Proporre la speranza

La Chiesa di Taranto e la vicenda Ilva: prossimità e dialogo nella difesa della vita, dell’ambiente e del lavoro

Un’intera chiesa per il bene comune. Il primato della vita e della dignità 

«Amo l’immagine di una Chiesa che costruisce ponti. Innanzi a me ho sempre l’icona di Gesù Cristo che andava ovunque e ovunque cercava un interlocutore. In un momento nevralgico e paradossalmente abulico della vita di questo Paese, ho sentito la necessità dell’ascolto più che di dare risposte. Le risposte siamo chiamati a darle tutti insieme, perché la soluzione non può essere staccata dal suo problema ma deve muoversi da esso conoscendolo e interpellando le sue parti costitutive, chiamandole per nome».

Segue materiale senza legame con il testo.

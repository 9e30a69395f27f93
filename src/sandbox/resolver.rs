//! Path resolution and validation
//!
//! Turns untrusted, forward-slash relative paths from clients into absolute
//! paths that are guaranteed to lie inside the sandbox root.

use std::ffi::OsStr;
use std::fs;
use std::path::{Component, MAIN_SEPARATOR_STR, Path, PathBuf};

use crate::error::PathRejection;
use crate::sandbox::SandboxRoot;

/// The single gate between client input and the filesystem.
#[derive(Debug, Clone)]
pub struct PathResolver {
    root: SandboxRoot,
}

impl PathResolver {
    pub fn new(root: SandboxRoot) -> Self {
        Self { root }
    }

    pub fn root(&self) -> &SandboxRoot {
        &self.root
    }

    /// Resolve a client path to an absolute path inside the sandbox.
    ///
    /// The empty string denotes the root itself. Leading separators are stripped,
    /// so `/etc/passwd` names `<root>/etc/passwd`. Any `..` that would climb above
    /// the root, a drive prefix, a NUL byte, or a symbolic link anywhere below the
    /// root rejects the whole path. Existence is not required.
    pub fn resolve(&self, relative: &str) -> Result<PathBuf, PathRejection> {
        let root = self.root.path();

        if relative.is_empty() {
            return Ok(root.to_path_buf());
        }

        if relative.contains('\0') {
            return Err(PathRejection::Malformed);
        }

        let remainder = normalize(relative)?;
        let candidate = root.join(&remainder);
        ensure_within(root, &candidate, relative)?;

        self.reject_symlinks(&remainder, relative)?;

        Ok(candidate)
    }

    /// Sandbox-relative, forward-slash form of a path already inside the sandbox.
    ///
    /// The root itself displays as the empty string.
    pub fn display_path(&self, absolute: &Path) -> String {
        absolute
            .strip_prefix(self.root.path())
            .map(|relative| {
                relative
                    .components()
                    .map(|c| c.as_os_str().to_string_lossy())
                    .collect::<Vec<_>>()
                    .join("/")
            })
            .unwrap_or_default()
    }

    fn reject_symlinks(&self, remainder: &Path, original: &str) -> Result<(), PathRejection> {
        let mut current = self.root.path().to_path_buf();

        for part in remainder.components() {
            current.push(part);
            match fs::symlink_metadata(&current) {
                Ok(meta) if meta.file_type().is_symlink() => {
                    return Err(PathRejection::Symlink(original.to_string()));
                }
                Ok(_) => {}
                // Nothing below a missing component can exist either.
                Err(_) => break,
            }
        }

        Ok(())
    }
}

/// Final containment check on a joined candidate.
///
/// `Path::starts_with` compares whole components, so `/data2` never passes
/// against `/data`.
fn ensure_within(root: &Path, candidate: &Path, original: &str) -> Result<(), PathRejection> {
    if candidate.starts_with(root) {
        Ok(())
    } else {
        Err(PathRejection::OutsideRoot(original.to_string()))
    }
}

/// Lexically normalize a client path into a pure relative remainder.
///
/// No filesystem access happens here.
fn normalize(relative: &str) -> Result<PathBuf, PathRejection> {
    let native = relative.replace('/', MAIN_SEPARATOR_STR);
    let mut parts: Vec<&OsStr> = Vec::new();

    for component in Path::new(&native).components() {
        match component {
            Component::Prefix(_) => {
                return Err(PathRejection::ForeignPrefix(relative.to_string()));
            }
            Component::RootDir | Component::CurDir => {}
            Component::ParentDir => {
                if parts.pop().is_none() {
                    return Err(PathRejection::Traversal(relative.to_string()));
                }
            }
            Component::Normal(part) => parts.push(part),
        }
    }

    Ok(parts.into_iter().collect())
}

Così l’arcivescovo di Taranto, monsignor Filippo Santoro, ha dato un corso accelerato e nuovo all’azione pastorale sociale dell’arcidiocesi. Rendendo incisiva e costante la presenza della chiesa diocesana, nell’emergenza Ilva, di carattere nazionale e non solo. A partire da questa emergenza, si inanellano nella Città dei Due Mari, vertenze ed emergenze di vario genere, quasi tutte legate al mondo del lavoro e alla difesa dell’ambiente e della salute.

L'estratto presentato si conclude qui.